Problem summary When trying to train CopyCat Distributed training with an IPv4 address as the main address on Windows it fails to establish a connection and train.
Customer reported version Nuke 15.0v1
Customer reported platform Windows 10
Steps to reproduce
1) Go to Command Prompt and run in this command: ipconfig
2) Copy the IPv4 from your Windows properties.

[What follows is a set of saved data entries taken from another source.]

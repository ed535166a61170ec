//! Error types for the study pipeline.

use ronda_backtest::BacktestError;
use ronda_data::DataError;
use ronda_output::{ExportError, ReportError};
use ronda_regression::RegressionError;
use ronda_signals::SignalError;
use std::path::PathBuf;
use thiserror::Error;

/// Errors raised while building a universe.
#[derive(Debug, Error)]
pub enum UniverseError {
    /// Membership file does not exist
    #[error("Missing membership data: {}", path.display())]
    MissingData {
        /// Path that was looked up
        path: PathBuf,
    },

    /// No constituent records
    #[error("Universe is empty: {0}")]
    Empty(String),

    /// Loading or validating records failed
    #[error(transparent)]
    Data(DataError),
}

impl From<DataError> for UniverseError {
    fn from(err: DataError) -> Self {
        match err {
            DataError::MissingFile { path } => Self::MissingData { path },
            other => Self::Data(other),
        }
    }
}

/// Result type for study operations.
pub type Result<T> = std::result::Result<T, StudyError>;

/// Errors raised by the study pipeline.
#[derive(Debug, Error)]
pub enum StudyError {
    /// Universe error
    #[error("Universe error: {0}")]
    Universe(#[from] UniverseError),

    /// Data error
    #[error("Data error: {0}")]
    Data(#[from] DataError),

    /// Signal error
    #[error("Signal error: {0}")]
    Signal(#[from] SignalError),

    /// Backtest error
    #[error("Backtest error: {0}")]
    Backtest(#[from] BacktestError),

    /// Regression error
    #[error("Regression error: {0}")]
    Regression(#[from] RegressionError),

    /// Export error
    #[error("Export error: {0}")]
    Export(#[from] ExportError),

    /// Report error
    #[error("Report error: {0}")]
    Report(#[from] ReportError),

    /// Invalid study configuration
    #[error("Invalid configuration: {0}")]
    Config(String),

    /// Configuration file could not be parsed
    #[error("Configuration parse error: {0}")]
    Json(#[from] serde_json::Error),

    /// IO error
    #[error("IO error: {0}")]
    Io(#[from] std::io::Error),
}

3) set up distributed training with a command line that looks like the following, and press Enter:
set COPYCAT_MAIN_ADDR=IPv4Addr set COPYCAT_MAIN_PORT=30000 set COPYCAT_RANK=0 set COPYCAT_WORLD_SIZE=2 ./Nuke14.1v1/Nuke14.1 --nukex -i -F 1 -X CopyCat1 --gpu /path/to/attached/script.nk
Expected behaviour It says that it is waiting to start with a rank of 0
Actual behaviour CopyCat doesn't train and instead complains about the address [W socket.cpp:558] [c10d] The IPv4 network addresses of (IPv4 adress, 30000) cannot be retrieved (gai error: -9 - Address family for hostname not supported)
Workaround Use the IPv6 address, rather than IPv4 address.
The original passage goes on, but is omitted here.